■ **The problem**
The answer should match the records character for character.

■ **Supplied entries**

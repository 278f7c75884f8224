//! # spark-vnode
//!
//! Virtual node model for reactive UI runtimes.
//!
//! A [`VNode`] describes one renderable entity (HTML/SVG element, stateful or
//! functional component, text, fragment, portal) without touching the host
//! surface. Trees are built with [`h`] and handed to a [`Root`], which drives
//! an external [`HostSurface`] through mount, patch and remove.
//!
//! ## Architecture
//!
//! ```text
//! h(tag, data, children) → classify tag → normalize children → VNode
//!                                                               ↓
//!                                      Root::render → HostSurface (mount/patch/remove)
//! ```
//!
//! ## Modules
//!
//! - [`flags`] - Node kind and children kind taxonomy
//! - [`node`] - The VNode record, its inputs, and construction
//! - [`component`] - Component contract and capability checks
//! - [`render`] - Render root and host surface contract
//! - [`config`] - Construction settings
//! - [`error`] - Error types

pub mod component;
pub mod config;
pub mod error;
pub mod flags;
pub mod node;
pub mod render;

// Re-export commonly used items
pub use component::{Component, ComponentDescriptor, ComponentRef, FunctionalComponent, Render, RenderFn};
pub use config::{BuildConfig, DuplicateKeyPolicy};
pub use error::{HostError, Result, VNodeError};
pub use flags::{ChildrenFlags, ChildrenKind, NodeKind, VNodeFlags};
pub use node::{
    create_text_vnode, h, h_with, normalize_vnodes, AttrValue, Child, Children, ChildrenInput,
    EventHandler, Fragment, HostHandle, Key, Portal, PortalTarget, Tag, TagInput, VNode, VNodeData,
};
pub use render::{HostSurface, Root};
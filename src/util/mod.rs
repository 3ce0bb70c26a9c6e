//! Small helpers shared across layers

pub mod path;
pub mod testing;
use clap::Parser;
use tracing::level_filters::LevelFilter;
use tracing_subscriber::filter::filter_fn;
use tracing_subscriber::fmt::format::FmtSpan;
use tracing_subscriber::layer::SubscriberExt;
use tracing_subscriber::util::SubscriberInitExt;
use tracing_subscriber::{fmt, Layer};

use treeguide::cli::{execute, output, Cli};

fn main() {
    let cli = Cli::parse();

    setup_logging(cli.debug);

    if let Err(e) = execute(&cli) {
        output::error(&e);
        std::process::exit(e.exit_code());
    }
}

fn setup_logging(verbosity: u8) {
    let filter = match verbosity {
        0 => LevelFilter::WARN,
        1 => LevelFilter::INFO,
        2 => LevelFilter::DEBUG,
        3 => LevelFilter::TRACE,
        _ => {
            eprintln!("Don't be crazy, max is -d -d -d");
            LevelFilter::TRACE
        }
    };

    // config and tempfile chatter stays out even at -ddd
    let noisy_modules = ["config", "tempfile"];
    let module_filter = filter_fn(move |metadata| {
        !noisy_modules
            .iter()
            .any(|name| metadata.target().starts_with(name))
    });

    let fmt_layer = fmt::layer()
        .with_writer(std::io::stderr)
        .with_target(true)
        .with_thread_names(false)
        .with_span_events(FmtSpan::ENTER | FmtSpan::CLOSE);

    let filtered_layer = fmt_layer.with_filter(filter).with_filter(module_filter);

    tracing_subscriber::registry().with(filtered_layer).init();

    match filter {
        LevelFilter::INFO => tracing::info!("Debug mode: info"),
        LevelFilter::DEBUG => tracing::debug!("Debug mode: debug"),
        LevelFilter::TRACE => tracing::debug!("Debug mode: trace"),
        _ => {}
    }
}
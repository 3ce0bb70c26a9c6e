//! Domain-level errors (no external dependencies)

use thiserror::Error;

/// Domain errors represent business rule violations.
/// Structural guide problems are not errors: they are collected by
/// `Guide::validate` into a report instead.
#[derive(Error, Debug, Clone, PartialEq, Eq)]
pub enum DomainError {
    #[error("invalid version string: {0}")]
    InvalidVersion(String),

    #[error("invalid timestamp: {0}")]
    InvalidTimestamp(String),

    #[error("guide has no starting point")]
    NoRoot,

    #[error("invalid choice {index}: node offers {available} answers")]
    InvalidChoice { index: usize, available: usize },

    #[error("session already finished")]
    SessionFinished,
}
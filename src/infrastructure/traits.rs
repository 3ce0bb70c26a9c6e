//! I/O boundary traits for testability
//!
//! These traits abstract external I/O operations, allowing services
//! to be tested with mock implementations.

use std::io::{self, Write};
use std::path::Path;

/// Filesystem abstraction for testability.
pub trait FileSystem: Send + Sync {
    /// Read file contents to string.
    fn read_to_string(&self, path: &Path) -> io::Result<String>;

    /// Write string content to file.
    fn write(&self, path: &Path, content: &str) -> io::Result<()>;

    /// Write via a temp file in the same directory, then rename into place.
    fn write_atomic(&self, path: &Path, content: &str) -> io::Result<()>;

    /// Check if path exists.
    fn exists(&self, path: &Path) -> bool;

    /// Check if path is a file.
    fn is_file(&self, path: &Path) -> bool;

    /// Check if path is a directory.
    fn is_dir(&self, path: &Path) -> bool;

    /// Create directory and all parent directories.
    fn create_dir_all(&self, path: &Path) -> io::Result<()>;

    /// Create parent directories if needed.
    fn ensure_parent(&self, path: &Path) -> io::Result<()>;
}

// ============================================================
// REAL IMPLEMENTATIONS
// ============================================================

/// Real filesystem implementation.
#[derive(Debug, Default)]
pub struct RealFileSystem;

impl FileSystem for RealFileSystem {
    fn read_to_string(&self, path: &Path) -> io::Result<String> {
        std::fs::read_to_string(path)
    }

    fn write(&self, path: &Path, content: &str) -> io::Result<()> {
        std::fs::write(path, content)
    }

    fn write_atomic(&self, path: &Path, content: &str) -> io::Result<()> {
        let dir = match path.parent() {
            Some(parent) if !parent.as_os_str().is_empty() => parent,
            _ => Path::new("."),
        };
        let mut tmp = tempfile::NamedTempFile::new_in(dir)?;
        tmp.write_all(content.as_bytes())?;
        tmp.as_file().sync_all()?;
        tmp.persist(path).map_err(|e| e.error)?;
        Ok(())
    }

    fn exists(&self, path: &Path) -> bool {
        path.exists()
    }

    fn is_file(&self, path: &Path) -> bool {
        path.is_file()
    }

    fn is_dir(&self, path: &Path) -> bool {
        path.is_dir()
    }

    fn create_dir_all(&self, path: &Path) -> io::Result<()> {
        std::fs::create_dir_all(path)
    }

    fn ensure_parent(&self, path: &Path) -> io::Result<()> {
        if let Some(parent) = path.parent() {
            if !parent.as_os_str().is_empty() {
                self.create_dir_all(parent)?;
            }
        }
        Ok(())
    }
}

■ **Answer to this task**
repository 278f7c75884f8224
//! # spark-vnode
//!
//! Virtual node model for reactive UI runtimes.
//!
//! A [`VNode`] describes one renderable entity (HTML/SVG element, stateful or
//! functional component, text, fragment, portal) without touching the host
//! surface. Trees are built with [`h`] and handed to a [`Root`], which drives
//! an external [`HostSurface`] through mount, patch and remove.
//!
//! ## Architecture
//!
//! ```text
//! h(tag, data, children) → classify tag → normalize children → VNode
//!                                                               ↓
//!                                      Root::render → HostSurface (mount/patch/remove)
//! ```
//!
//! ## Modules
//!
//! - [`flags`] - Node kind and children kind taxonomy
//! - [`node`] - The VNode record, its inputs, and construction
//! - [`component`] - Component contract and capability checks
//! - [`render`] - Render root and host surface contract
//! - [`config`] - Construction settings
//! - [`error`] - Error types

pub mod component;
pub mod config;
pub mod error;
pub mod flags;
pub mod node;
pub mod render;

// Re-export commonly used items
pub use component::{Component, ComponentDescriptor, ComponentRef, FunctionalComponent, Render, RenderFn};
pub use config::{BuildConfig, DuplicateKeyPolicy};
pub use error::{HostError, Result, VNodeError};
pub use flags::{ChildrenFlags, ChildrenKind, NodeKind, VNodeFlags};
pub use node::{
    create_text_vnode, h, h_with, normalize_vnodes, AttrValue, Child, Children, ChildrenInput,
    EventHandler, Fragment, HostHandle, Key, Portal, PortalTarget, Tag, TagInput, VNode, VNodeData,
};
pub use render::{HostSurface, Root};
filename src/util/mod.rs
repository 3ce0bb70c26a9c6e
//! Small helpers shared across layers

pub mod path;
pub mod testing;
use clap::Parser;
use tracing::level_filters::LevelFilter;
use tracing_subscriber::filter::filter_fn;
use tracing_subscriber::fmt::format::FmtSpan;
use tracing_subscriber::layer::SubscriberExt;
use tracing_subscriber::util::SubscriberInitExt;
use tracing_subscriber::{fmt, Layer};

use treeguide::cli::{execute, output, Cli};

fn main() {
    let cli = Cli::parse();

    setup_logging(cli.debug);

    if let Err(e) = execute(&cli) {
        output::error(&e);
        std::process::exit(e.exit_code());
    }
}

fn setup_logging(verbosity: u8) {
    let filter = match verbosity {
        0 => LevelFilter::WARN,
        1 => LevelFilter::INFO,
        2 => LevelFilter::DEBUG,
        3 => LevelFilter::TRACE,
        _ => {
            eprintln!("Don't be crazy, max is -d -d -d");
            LevelFilter::TRACE
        }
    };

    // config and tempfile chatter stays out even at -ddd
    let noisy_modules = ["config", "tempfile"];
    let module_filter = filter_fn(move |metadata| {
        !noisy_modules
            .iter()
            .any(|name| metadata.target().starts_with(name))
    });

    let fmt_layer = fmt::layer()
        .with_writer(std::io::stderr)
        .with_target(true)
        .with_thread_names(false)
        .with_span_events(FmtSpan::ENTER | FmtSpan::CLOSE);

    let filtered_layer = fmt_layer.with_filter(filter).with_filter(module_filter);

    tracing_subscriber::registry().with(filtered_layer).init();

    match filter {
        LevelFilter::INFO => tracing::info!("Debug mode: info"),
        LevelFilter::DEBUG => tracing::debug!("Debug mode: debug"),
        LevelFilter::TRACE => tracing::debug!("Debug mode: trace"),
        _ => {}
    }
}
repository 3ce0bb70c26a9c6e
//! Domain-level errors (no external dependencies)

use thiserror::Error;

/// Domain errors represent business rule violations.
/// Structural guide problems are not errors: they are collected by
/// `Guide::validate` into a report instead.
#[derive(Error, Debug, Clone, PartialEq, Eq)]
pub enum DomainError {
    #[error("invalid version string: {0}")]
    InvalidVersion(String),

    #[error("invalid timestamp: {0}")]
    InvalidTimestamp(String),

    #[error("guide has no starting point")]
    NoRoot,

    #[error("invalid choice {index}: node offers {available} answers")]
    InvalidChoice { index: usize, available: usize },

    #[error("session already finished")]
    SessionFinished,
}
filename src/infrastructure/traits.rs
repository 3ce0bb70c26a9c6e
//! I/O boundary traits for testability
//!
//! These traits abstract external I/O operations, allowing services
//! to be tested with mock implementations.

use std::io::{self, Write};
use std::path::Path;

/// Filesystem abstraction for testability.
pub trait FileSystem: Send + Sync {
    /// Read file contents to string.
    fn read_to_string(&self, path: &Path) -> io::Result<String>;

    /// Write string content to file.
    fn write(&self, path: &Path, content: &str) -> io::Result<()>;

    /// Write via a temp file in the same directory, then rename into place.
    fn write_atomic(&self, path: &Path, content: &str) -> io::Result<()>;

    /// Check if path exists.
    fn exists(&self, path: &Path) -> bool;

    /// Check if path is a file.
    fn is_file(&self, path: &Path) -> bool;

    /// Check if path is a directory.
    fn is_dir(&self, path: &Path) -> bool;

    /// Create directory and all parent directories.
    fn create_dir_all(&self, path: &Path) -> io::Result<()>;

    /// Create parent directories if needed.
    fn ensure_parent(&self, path: &Path) -> io::Result<()>;
}

// ============================================================
// REAL IMPLEMENTATIONS
// ============================================================

/// Real filesystem implementation.
#[derive(Debug, Default)]
pub struct RealFileSystem;

impl FileSystem for RealFileSystem {
    fn read_to_string(&self, path: &Path) -> io::Result<String> {
        std::fs::read_to_string(path)
    }

    fn write(&self, path: &Path, content: &str) -> io::Result<()> {
        std::fs::write(path, content)
    }

    fn write_atomic(&self, path: &Path, content: &str) -> io::Result<()> {
        let dir = match path.parent() {
            Some(parent) if !parent.as_os_str().is_empty() => parent,
            _ => Path::new("."),
        };
        let mut tmp = tempfile::NamedTempFile::new_in(dir)?;
        tmp.write_all(content.as_bytes())?;
        tmp.as_file().sync_all()?;
        tmp.persist(path).map_err(|e| e.error)?;
        Ok(())
    }

    fn exists(&self, path: &Path) -> bool {
        path.exists()
    }

    fn is_file(&self, path: &Path) -> bool {
        path.is_file()
    }

    fn is_dir(&self, path: &Path) -> bool {
        path.is_dir()
    }

    fn create_dir_all(&self, path: &Path) -> io::Result<()> {
        std::fs::create_dir_all(path)
    }

    fn ensure_parent(&self, path: &Path) -> io::Result<()> {
        if let Some(parent) = path.parent() {
            if !parent.as_os_str().is_empty() {
                self.create_dir_all(parent)?;
            }
        }
        Ok(())
    }
}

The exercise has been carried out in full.